### [Work task]
Each line from the one containing "pub fn export(msg: impl" through the end of the entries below must be output exactly; no other line belongs.

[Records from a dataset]
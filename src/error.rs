//! Error types and handling.

use thiserror::Error;

/// Application-wide error type
#[derive(Error, Debug)]
pub enum AppError {
    /// HTTP request failed
    #[error("HTTP error: {0}")]
    Http(#[from] reqwest::Error),

    /// Backend rejected the request
    #[error("API error ({status}): {message}")]
    Api { status: u16, message: String },

    /// JSON (de)serialization failed
    #[error("JSON error: {0}")]
    Json(#[from] serde_json::Error),

    /// Data parsing error
    #[error("Parse error: {0}")]
    Parse(String),

    /// Configuration error
    #[error("Config error: {0}")]
    Config(String),

    /// File I/O error
    #[error("IO error: {0}")]
    Io(#[from] std::io::Error),

    /// Snapshot cache error
    #[error("Cache error: {0}")]
    Cache(String),

    /// Excel export error
    #[error("Export error: {0}")]
    Export(String),

    /// Validation error
    #[error("Validation error: {0}")]
    Validation(String),

    /// Record not found
    #[error("Not found: {0}")]
    NotFound(String),
}

/// Result type alias for AppError
pub type Result<T> = std::result::Result<T, AppError>;

impl AppError {
    /// Create a parse error with message
    pub fn parse(msg: impl Into<String>) -> Self {
        Self::Parse(msg.into())
    }

    /// Create a config error with message
    pub fn config(msg: impl Into<String>) -> Self {
        Self::Config(msg.into())
    }

    /// Create a cache error with message
    pub fn cache(msg: impl Into<String>) -> Self {
        Self::Cache(msg.into())
    }

    /// Create an export error with message
    pub fn export(msg: impl Into<String>) -> Self {
        Self::Export(msg.into())
    }

    /// Create a validation error with message
    pub fn validation(msg: impl Into<String>) -> Self {
        Self::Validation(msg.into())
    }

    /// Create a not found error with message
    pub fn not_found(msg: impl Into<String>) -> Self {
        Self::NotFound(msg.into())
    }
}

### [Written answer]
    pub fn export(msg: impl Into<String>) -> Self {
        Self::Export(msg.into())
    }

    /// Create a validation error with message
    pub fn validation(msg: impl Into<String>) -> Self {
        Self::Validation(msg.into())
    }

    /// Create a not found error with message
    pub fn not_found(msg: impl Into<String>) -> Self {
        Self::NotFound(msg.into())
    }
}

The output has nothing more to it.